At the halfway point in their process, the two realized their spontaneous creations really flowed together well, and none of it had been arranged in any manner before they were set to tape. "We were literally writing the songs as we recorded them. And that's kind of how we made this record," Hernandez said.
The music that eventually became Sinister Devices is hypnotic, lushly-textured, acidwashed dream pop. High piping two-part coos, wails and sighs are delivered in gently rising and falling vocal harmonies; dazzling wall-of-sound sonicscapes and grandiose buildups march forward to unexpectedly quiet moments of loveliness; and despite the analog rhythms, synthesizers, samples, and electronic noise and quirks that make no secret of the music's electronic machinations, the tunes manage to retain an undeniable organic feel by way of the live instrumentation. Hernandez's primary instrument was guitar, but he also played his father's cuatro, a Puerto Rican instrument similar to a mandolin. Moore, a multi-instrumentalist versed in violin, guitar, bass, piano and horns, focused on everything else, with both musicians taking turns on synths and various other laptop techniques.
A fortunate series of circumstances led to the duo's association with Kyle Wyss of Blind Man's Colour, another area act with a similarly dreamy aesthetic. Hernandez and Wyss traded e-mails and Wyss was impressed with the duo's recordings. At that point Wyss' own outfit was in the process of working out a deal with Kanine, and the two then teamed up last summer to put out a free, digital split 7 — which included Viernes' "Swimmers Ear" single — and embarked on a short series of live dates in support. Pitchfork.com caught wind, requested a copy of the 7, and after Viernes earned high marks from that very important online music rag, the calls began coming in.
"Kanine was basically one that I had been interested in," Hernandez explained on his decision to go with label. "I liked some of the bands they had put out in the past, and Kyle was just like 'Hey, we're going up to New York after our album comes out and I'm going to pass this [7 recording] on to them because I think it's really good.'" Hernandez says the most surreal part was talking to Wyss about it online. "And he's like, 'I'm gonna play this for them [Kanine] and they're gonna sign you guys and we're gonna tour the world together.' And I'm like, 'Yeah right.'" Wyss did indeed pass the recording along to Lio Kanine after one of Blind Man's shows, and while the outlook seemed grim since the label only signed two bands a year and had already reached their limit, the whole thing ended up working itself out. "He actually e-mailed me the day after he got the CD, and said he really liked it and wanted to hear more."

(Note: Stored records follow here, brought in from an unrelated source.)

//! User and session rows

use chrono::{DateTime, Utc};
use uuid::Uuid;

/// Registered user. `hashed_password` is an argon2 PHC string.
#[derive(Debug, Clone, PartialEq, Eq, sqlx::FromRow)]
pub struct User {
    pub username: String,
    pub hashed_password: String,
    pub full_name: String,
    pub email: String,
    pub password_changed_at: DateTime<Utc>,
    pub created_at: DateTime<Utc>,
}

/// Parameters for inserting a user
#[derive(Debug, Clone)]
pub struct NewUser {
    pub username: String,
    pub hashed_password: String,
    pub full_name: String,
    pub email: String,
}

/// Login session backing a refresh token. `id` is the refresh token's id.
#[derive(Debug, Clone, PartialEq, Eq, sqlx::FromRow)]
pub struct Session {
    pub id: Uuid,
    pub username: String,
    pub refresh_token: String,
    pub user_agent: String,
    pub client_ip: String,
    pub is_blocked: bool,
    pub expires_at: DateTime<Utc>,
    pub created_at: DateTime<Utc>,
}

/// Parameters for inserting a session
#[derive(Debug, Clone)]
pub struct NewSession {
    pub id: Uuid,
    pub username: String,
    pub refresh_token: String,
    pub user_agent: String,
    pub client_ip: String,
    pub is_blocked: bool,
    pub expires_at: DateTime<Utc>,
}

impl Session {
    /// Why this session cannot back `refresh_token` for `username` at `now`,
    /// or `None` if it can.
    pub fn rejection(
        &self,
        username: &str,
        refresh_token: &str,
        now: DateTime<Utc>,
    ) -> Option<&'static str> {
        if self.is_blocked {
            Some("blocked session")
        } else if self.username != username {
            Some("incorrect session user")
        } else if self.refresh_token != refresh_token {
            Some("mismatched session token")
        } else if now > self.expires_at {
            Some("expired session")
        } else {
            None
        }
    }
}

#[cfg(test)]
mod tests {
    use super::*;
    use chrono::Duration;

    fn session() -> Session {
        let now = Utc::now();
        Session {
            id: Uuid::new_v4(),
            username: "alice".into(),
            refresh_token: "token".into(),
            user_agent: "curl/8".into(),
            client_ip: "127.0.0.1".into(),
            is_blocked: false,
            expires_at: now + Duration::hours(1),
            created_at: now,
        }
    }

    #[test]
    fn test_session_accepts_matching_token() {
        assert_eq!(session().rejection("alice", "token", Utc::now()), None);
    }

    #[test]
    fn test_session_rejections() {
        let now = Utc::now();

        let mut blocked = session();
        blocked.is_blocked = true;
        assert_eq!(
            blocked.rejection("alice", "token", now),
            Some("blocked session")
        );

        assert_eq!(
            session().rejection("bob", "token", now),
            Some("incorrect session user")
        );
        assert_eq!(
            session().rejection("alice", "other", now),
            Some("mismatched session token")
        );
        assert_eq!(
            session().rejection("alice", "token", now + Duration::hours(2)),
            Some("expired session")
        );
    }
}
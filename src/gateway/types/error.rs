//! Handler error type
//!
//! Every failure leaves the gateway as an `ApiResponse` envelope with a
//! matching HTTP status.

use axum::{
    Json,
    http::StatusCode,
    response::{IntoResponse, Response},
};

use super::response::{ApiResponse, error_codes};
use crate::ledger::{StoreError, TransferError};
use crate::token::TokenError;
use crate::user::{PasswordError, ValidationError};

/// Handler result: `Json<ApiResponse<T>>` on success
pub type ApiResult<T> = Result<Json<ApiResponse<T>>, ApiError>;

/// Wrap `data` in a success envelope
pub fn ok<T>(data: T) -> ApiResult<T> {
    Ok(Json(ApiResponse::success(data)))
}

#[derive(Debug, Clone, PartialEq, Eq)]
pub struct ApiError {
    pub status: StatusCode,
    pub code: i32,
    pub msg: String,
}

impl ApiError {
    pub fn new(status: StatusCode, code: i32, msg: impl Into<String>) -> Self {
        Self {
            status,
            code,
            msg: msg.into(),
        }
    }

    pub fn bad_request(msg: impl Into<String>) -> Self {
        Self::new(StatusCode::BAD_REQUEST, error_codes::INVALID_PARAMETER, msg)
    }

    pub fn unauthorized(msg: impl Into<String>) -> Self {
        Self::new(StatusCode::UNAUTHORIZED, error_codes::AUTH_FAILED, msg)
    }

    pub fn forbidden(msg: impl Into<String>) -> Self {
        Self::new(StatusCode::FORBIDDEN, error_codes::ALREADY_EXISTS, msg)
    }

    pub fn not_found(msg: impl Into<String>) -> Self {
        Self::new(StatusCode::NOT_FOUND, error_codes::NOT_FOUND, msg)
    }

    pub fn internal(msg: impl Into<String>) -> Self {
        Self::new(
            StatusCode::INTERNAL_SERVER_ERROR,
            error_codes::INTERNAL_ERROR,
            msg,
        )
    }

    pub fn db_error(msg: impl Into<String>) -> Self {
        Self::internal(msg)
    }

    pub fn service_unavailable(msg: impl Into<String>) -> Self {
        Self::new(
            StatusCode::SERVICE_UNAVAILABLE,
            error_codes::SERVICE_UNAVAILABLE,
            msg,
        )
    }

    pub fn into_err<T>(self) -> ApiResult<T> {
        Err(self)
    }
}

impl IntoResponse for ApiError {
    fn into_response(self) -> Response {
        (
            self.status,
            Json(ApiResponse::<()>::error(self.code, self.msg)),
        )
            .into_response()
    }
}

impl From<ValidationError> for ApiError {
    fn from(e: ValidationError) -> Self {
        ApiError::bad_request(e.to_string())
    }
}

impl From<StoreError> for ApiError {
    fn from(e: StoreError) -> Self {
        match e {
            StoreError::NotFound => ApiError::not_found("Not found"),
            StoreError::UniqueViolation(msg) | StoreError::ForeignKeyViolation(msg) => {
                ApiError::forbidden(msg)
            }
            other => {
                tracing::error!(error = %other, "Store error");
                ApiError::db_error("Database error")
            }
        }
    }
}

impl From<TransferError> for ApiError {
    fn from(e: TransferError) -> Self {
        // Transient store failures tell the client to try again
        if matches!(e, TransferError::Persistence(_)) && e.is_retryable() {
            return ApiError::service_unavailable("Ledger busy, retry the request");
        }

        let status =
            StatusCode::from_u16(e.http_status()).unwrap_or(StatusCode::INTERNAL_SERVER_ERROR);
        let code = match &e {
            TransferError::AccountNotFound(_) => error_codes::NOT_FOUND,
            TransferError::InvalidTransfer(_) => error_codes::INVALID_TRANSFER,
            TransferError::Persistence(_) => error_codes::INTERNAL_ERROR,
            TransferError::Cancelled => error_codes::TRANSFER_TIMEOUT,
        };
        let msg = match &e {
            // Store details stay in the logs
            TransferError::Persistence(_) => "Transfer failed".to_string(),
            other => other.to_string(),
        };
        ApiError::new(status, code, msg)
    }
}

impl From<TokenError> for ApiError {
    fn from(e: TokenError) -> Self {
        match e {
            TokenError::Expired => ApiError::new(
                StatusCode::UNAUTHORIZED,
                error_codes::TOKEN_EXPIRED,
                e.to_string(),
            ),
            TokenError::Invalid => ApiError::unauthorized(e.to_string()),
            other => {
                tracing::error!(error = %other, "Token error");
                ApiError::internal("Token issuance failed")
            }
        }
    }
}

impl From<PasswordError> for ApiError {
    fn from(e: PasswordError) -> Self {
        match e {
            PasswordError::Mismatch => ApiError::unauthorized(e.to_string()),
            PasswordError::Hash(msg) => {
                tracing::error!(error = %msg, "Password hashing error");
                ApiError::internal("Password processing failed")
            }
        }
    }
}
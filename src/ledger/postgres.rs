//! PostgreSQL ledger store
//!
//! Row locks come from `UPDATE accounts ... RETURNING`, which holds the
//! account row until the enclosing transaction ends. READ COMMITTED is
//! enough: the increment re-reads the row after acquiring the lock.

use async_trait::async_trait;
use sqlx::{PgPool, Postgres, Transaction};

use super::error::StoreError;
use super::models::{Account, Entry, Transfer};
use super::store::{LedgerStore, LedgerTx};

/// Ledger store backed by a PostgreSQL connection pool
#[derive(Clone)]
pub struct PgLedgerStore {
    pool: PgPool,
}

impl PgLedgerStore {
    pub fn new(pool: PgPool) -> Self {
        Self { pool }
    }
}

#[async_trait]
impl LedgerStore for PgLedgerStore {
    async fn begin(&self) -> Result<Box<dyn LedgerTx>, StoreError> {
        let tx = self.pool.begin().await?;
        Ok(Box::new(PgLedgerTx { tx }))
    }
}

/// Open PostgreSQL transaction. sqlx rolls it back on drop.
pub struct PgLedgerTx {
    tx: Transaction<'static, Postgres>,
}

#[async_trait]
impl LedgerTx for PgLedgerTx {
    async fn get_account(&mut self, id: i64) -> Result<Option<Account>, StoreError> {
        let account = sqlx::query_as::<_, Account>(
            r#"SELECT id, owner, balance, currency, created_at
               FROM accounts WHERE id = $1"#,
        )
        .bind(id)
        .fetch_optional(&mut *self.tx)
        .await?;

        Ok(account)
    }

    async fn add_account_balance(&mut self, id: i64, delta: i64) -> Result<Account, StoreError> {
        sqlx::query_as::<_, Account>(
            r#"
            UPDATE accounts
            SET balance = balance + $2
            WHERE id = $1
            RETURNING id, owner, balance, currency, created_at
            "#,
        )
        .bind(id)
        .bind(delta)
        .fetch_optional(&mut *self.tx)
        .await?
        .ok_or(StoreError::NotFound)
    }

    async fn create_entry(&mut self, account_id: i64, amount: i64) -> Result<Entry, StoreError> {
        let entry = sqlx::query_as::<_, Entry>(
            r#"
            INSERT INTO entries (account_id, amount)
            VALUES ($1, $2)
            RETURNING id, account_id, amount, created_at
            "#,
        )
        .bind(account_id)
        .bind(amount)
        .fetch_one(&mut *self.tx)
        .await?;

        Ok(entry)
    }

    async fn create_transfer(
        &mut self,
        from_account_id: i64,
        to_account_id: i64,
        amount: i64,
    ) -> Result<Transfer, StoreError> {
        let transfer = sqlx::query_as::<_, Transfer>(
            r#"
            INSERT INTO transfers (from_account_id, to_account_id, amount)
            VALUES ($1, $2, $3)
            RETURNING id, from_account_id, to_account_id, amount, created_at
            "#,
        )
        .bind(from_account_id)
        .bind(to_account_id)
        .bind(amount)
        .fetch_one(&mut *self.tx)
        .await?;

        Ok(transfer)
    }

    async fn commit(self: Box<Self>) -> Result<(), StoreError> {
        self.tx.commit().await?;
        Ok(())
    }

    async fn rollback(self: Box<Self>) -> Result<(), StoreError> {
        self.tx.rollback().await?;
        Ok(())
    }
}
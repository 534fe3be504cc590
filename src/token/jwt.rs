//! HS256 JSON web tokens

use chrono::Duration;
use jsonwebtoken::{
    Algorithm, DecodingKey, EncodingKey, Header, Validation, decode, encode,
    errors::ErrorKind,
};

use super::{MIN_SECRET_KEY_SIZE, Payload, TokenError, TokenMaker};

/// Signs and verifies JWTs with one shared secret
#[derive(Clone)]
pub struct JwtMaker {
    encoding_key: EncodingKey,
    decoding_key: DecodingKey,
    validation: Validation,
}

impl JwtMaker {
    pub fn new(secret_key: &str) -> Result<Self, TokenError> {
        if secret_key.len() < MIN_SECRET_KEY_SIZE {
            return Err(TokenError::InvalidKeySize(secret_key.len()));
        }

        let mut validation = Validation::new(Algorithm::HS256);
        validation.leeway = 0;

        Ok(Self {
            encoding_key: EncodingKey::from_secret(secret_key.as_bytes()),
            decoding_key: DecodingKey::from_secret(secret_key.as_bytes()),
            validation,
        })
    }
}

impl TokenMaker for JwtMaker {
    fn create_token(
        &self,
        username: &str,
        duration: Duration,
    ) -> Result<(String, Payload), TokenError> {
        let payload = Payload::new(username, duration);
        let token = encode(&Header::new(Algorithm::HS256), &payload, &self.encoding_key)
            .map_err(|e| TokenError::Encode(e.to_string()))?;
        Ok((token, payload))
    }

    /// Check signature, algorithm and expiry
    fn verify_token(&self, token: &str) -> Result<Payload, TokenError> {
        decode::<Payload>(token, &self.decoding_key, &self.validation)
            .map(|data| data.claims)
            .map_err(|e| match e.kind() {
                ErrorKind::ExpiredSignature => TokenError::Expired,
                _ => TokenError::Invalid,
            })
    }
}

#[cfg(test)]
mod tests {
    use super::*;
    use chrono::Utc;

    const SECRET: &str = "0123456789abcdef0123456789abcdef";

    #[test]
    fn test_create_and_verify() {
        let maker = JwtMaker::new(SECRET).unwrap();
        let issued_at = Utc::now();

        let (token, created) = maker.create_token("alice", Duration::minutes(1)).unwrap();
        assert!(!token.is_empty());

        let payload = maker.verify_token(&token).unwrap();
        assert_eq!(payload.id, created.id);
        assert!(!payload.id.is_nil());
        assert_eq!(payload.username, "alice");
        assert!((payload.issued_at - issued_at).num_seconds().abs() <= 1);
        assert!(
            (payload.expired_at - (issued_at + Duration::minutes(1)))
                .num_seconds()
                .abs()
                <= 1
        );
    }

    #[test]
    fn test_expired_token() {
        let maker = JwtMaker::new(SECRET).unwrap();
        let (token, _) = maker.create_token("alice", -Duration::minutes(1)).unwrap();

        assert!(matches!(maker.verify_token(&token), Err(TokenError::Expired)));
    }

    #[test]
    fn test_wrong_algorithm_rejected() {
        let maker = JwtMaker::new(SECRET).unwrap();
        let payload = Payload::new("alice", Duration::minutes(1));
        let token = encode(
            &Header::new(Algorithm::HS512),
            &payload,
            &EncodingKey::from_secret(SECRET.as_bytes()),
        )
        .unwrap();

        assert!(matches!(maker.verify_token(&token), Err(TokenError::Invalid)));
    }

    #[test]
    fn test_foreign_key_rejected() {
        let maker = JwtMaker::new(SECRET).unwrap();
        let other = JwtMaker::new("ffffffffffffffffffffffffffffffff").unwrap();
        let (token, _) = other.create_token("alice", Duration::minutes(1)).unwrap();

        assert!(matches!(maker.verify_token(&token), Err(TokenError::Invalid)));
        assert!(matches!(maker.verify_token("garbage"), Err(TokenError::Invalid)));
    }

    #[test]
    fn test_short_secret_rejected() {
        assert!(matches!(
            JwtMaker::new("too-short"),
            Err(TokenError::InvalidKeySize(9))
        ));
    }
}
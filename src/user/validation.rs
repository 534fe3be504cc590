//! Input validation for user and account fields
//!
//! Each validator checks length first, then format, and returns the first
//! rule that fails.

use std::fmt;
use std::str::FromStr;

use serde::{Deserialize, Serialize};
use utoipa::ToSchema;
use validator::ValidateEmail;

// ============================================================================
// Validation Errors
// ============================================================================

#[derive(Debug, thiserror::Error, PartialEq)]
pub enum ValidationError {
    #[error("Invalid length for {field}: expected {min}-{max}, got {actual}")]
    InvalidLength {
        field: &'static str,
        min: usize,
        max: usize,
        actual: usize,
    },

    #[error("Invalid format for {field}: '{value}' (expected: {expected})")]
    InvalidFormat {
        field: &'static str,
        value: String,
        expected: &'static str,
    },

    #[error("Unsupported currency: '{0}'")]
    UnsupportedCurrency(String),
}

impl ValidationError {
    /// Name of the offending field
    pub fn field(&self) -> &'static str {
        match self {
            Self::InvalidLength { field, .. } | Self::InvalidFormat { field, .. } => field,
            Self::UnsupportedCurrency(_) => "currency",
        }
    }
}

fn check_length(
    field: &'static str,
    value: &str,
    min: usize,
    max: usize,
) -> Result<(), ValidationError> {
    let actual = value.len();
    if actual < min || actual > max {
        return Err(ValidationError::InvalidLength {
            field,
            min,
            max,
            actual,
        });
    }
    Ok(())
}

/// Username: 3-100 characters of `a-z`, `0-9`, `_`
pub fn validate_username(username: &str) -> Result<(), ValidationError> {
    check_length("username", username, 3, 100)?;

    if !username
        .chars()
        .all(|c| c.is_ascii_lowercase() || c.is_ascii_digit() || c == '_')
    {
        return Err(ValidationError::InvalidFormat {
            field: "username",
            value: username.to_string(),
            expected: "lowercase letters, digits, underscore only",
        });
    }
    Ok(())
}

/// Full name: 3-100 characters of ASCII letters, whitespace, `-`
pub fn validate_full_name(full_name: &str) -> Result<(), ValidationError> {
    check_length("full_name", full_name, 3, 100)?;

    if !full_name
        .chars()
        .all(|c| c.is_ascii_alphabetic() || c.is_ascii_whitespace() || c == '-')
    {
        return Err(ValidationError::InvalidFormat {
            field: "full_name",
            value: full_name.to_string(),
            expected: "letters, spaces, hyphens only",
        });
    }
    Ok(())
}

/// Password: 6-100 characters, any content
pub fn validate_password(password: &str) -> Result<(), ValidationError> {
    check_length("password", password, 6, 100)
}

/// Email: 3-200 characters and a syntactically valid address
pub fn validate_email(email: &str) -> Result<(), ValidationError> {
    check_length("email", email, 3, 200)?;

    if !email.validate_email() {
        return Err(ValidationError::InvalidFormat {
            field: "email",
            value: email.to_string(),
            expected: "a valid email address",
        });
    }
    Ok(())
}

// ============================================================================
// Currency
// ============================================================================

/// Supported account currencies
#[derive(Debug, Clone, Copy, PartialEq, Eq, Hash, Serialize, Deserialize, ToSchema)]
pub enum Currency {
    USD,
    EUR,
    CAD,
}

impl Currency {
    pub const ALL: [Currency; 3] = [Currency::USD, Currency::EUR, Currency::CAD];

    pub fn as_str(&self) -> &'static str {
        match self {
            Currency::USD => "USD",
            Currency::EUR => "EUR",
            Currency::CAD => "CAD",
        }
    }
}

impl FromStr for Currency {
    type Err = ValidationError;

    fn from_str(s: &str) -> Result<Self, Self::Err> {
        Currency::ALL
            .into_iter()
            .find(|c| c.as_str() == s)
            .ok_or_else(|| ValidationError::UnsupportedCurrency(s.to_string()))
    }
}

impl fmt::Display for Currency {
    fn fmt(&self, f: &mut fmt::Formatter<'_>) -> fmt::Result {
        f.write_str(self.as_str())
    }
}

Sinister Devices had its official release a few weeks ago and so far, the band's debut LP has impressed critics across the board. Here's hoping it will further help to alleviate the Florida music stigma. For far too long, the Sunshine State has been considered, at best, the place where talented artists leave to become famous somewhere else, and at worst, a musical wasteland boasting such natives as Limp Bizkit, Creed and Matchbox Twenty. With bands like Surfer Blood, Blind Man's Colour and Viernes paving the way, perhaps more of our wealth of talented musicians will finally get their due.